A Beneficiaries can only vary/amend their own share of the estate – i.e. any amount/share inherited by them. So, the position will very much depend on whether the brother’s or sister’s share of the estate will be affected by the variation. The brother and sister will only need to agree to the variation if they’re affected by the change. Therefore, if your client has inherited a specific amount/share then it would be possible for her to enter into a deed of variation and redirect her inheritance to her children, if wanted, without making her brother or sister aware of the variation.
For inheritance tax (IHT) purposes, it is vital that all of the necessary conditions are satisfied for the variation to be treated as having been made by the deceased – broadly:
- The variation must be made within two years of the deceased’s death.
- It must contain a statement that section 142 of the Inheritance Tax Act (s142) 1984 applies.
- It must indicate, clearly, which disposition (i.e. the benefit inherited) is the subject of the variation and who is to benefit from the variation.
- All beneficiaries that are affected by the variation (i.e. who would lose out because of it) must agree and be party to it.
- It must be in writing (not necessarily by deed but it is advisable).

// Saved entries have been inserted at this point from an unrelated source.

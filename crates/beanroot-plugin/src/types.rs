//! The plugin interface.

use serde::{Deserialize, Serialize};
use thiserror::Error;

use beanroot_booking::BookingFailure;
use beanroot_core::{Directive, Location, NaiveDate, Options};

/// A transformation pass over the whole directive list.
///
/// A pass gets the directives by value and returns the new list. Problems
/// with the ledger go into [`PluginOutput::errors`]; returning `Err` means
/// the plugin itself broke and aborts the load.
pub trait Plugin: Send + Sync {
    /// Registered name.
    fn name(&self) -> &str;

    /// Process directives and return the new directives and errors.
    fn process(&self, input: PluginInput<'_>) -> anyhow::Result<PluginOutput>;
}

/// Input to a plugin.
#[derive(Debug)]
pub struct PluginInput<'a> {
    /// Date-sorted directives.
    pub directives: Vec<Directive>,
    /// Ledger options. Read only.
    pub options: &'a Options,
    /// Configuration string from the `plugin` line.
    pub config: Option<&'a str>,
}

/// Output from a plugin.
#[derive(Debug, Clone, Default)]
pub struct PluginOutput {
    /// Directives after the pass.
    pub directives: Vec<Directive>,
    /// Problems found in the ledger.
    pub errors: Vec<PluginError>,
}

impl PluginOutput {
    /// Output with no errors.
    #[must_use]
    pub const fn unchanged(directives: Vec<Directive>) -> Self {
        Self {
            directives,
            errors: Vec::new(),
        }
    }
}

/// A ledger problem reported by a plugin.
#[derive(Debug, Clone, PartialEq, Eq, Error, Serialize, Deserialize)]
pub enum PluginError {
    /// A posting that could not be booked.
    #[error(transparent)]
    Booking(#[from] BookingFailure),
    /// Anything else.
    #[error("{plugin}: {message}")]
    Message {
        /// Plugin that reported it.
        plugin: String,
        /// What went wrong.
        message: String,
        /// Date of the offending directive.
        date: Option<NaiveDate>,
        /// Where the offending directive was written.
        location: Option<Location>,
    },
}

impl PluginError {
    /// An error not tied to a directive.
    pub fn new(plugin: impl Into<String>, message: impl Into<String>) -> Self {
        Self::Message {
            plugin: plugin.into(),
            message: message.into(),
            date: None,
            location: None,
        }
    }

    /// An error about `directive`.
    pub fn at(plugin: impl Into<String>, directive: &Directive, message: impl Into<String>) -> Self {
        Self::Message {
            plugin: plugin.into(),
            message: message.into(),
            date: Some(directive.date()),
            location: directive.location(),
        }
    }

    /// Where the offending directive was written, if known.
    #[must_use]
    pub const fn location(&self) -> Option<&Location> {
        match self {
            Self::Booking(failure) => failure.location.as_ref(),
            Self::Message { location, .. } => location.as_ref(),
        }
    }
}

- It must not be for consideration.
The personal representatives of the deceased only need to be a party to the variation if it results in additional IHT becoming payable – in which case the deed must be submitted to HMRC within six months of making the variation. If the variation does not affect the IHT payable, the deed does not need to be sent to HMRC.
Q If a client dies before the age of 75 and nominates their spouse to receive a dependants’ drawdown, tax free, can this then be passed down to their children in the same way on their death?
A Yes, assuming the product allows this. Note though that the taxation on the second death will depend on the age the beneficiary dies rather than the original member. If the initial beneficiary dies aged 75 or over, the benefits will then become taxable as and when the children withdraw them. If the initial beneficiary dies under 75, the benefits remain free of tax.
Taken from the Technical Connection Techlink Professional question bank.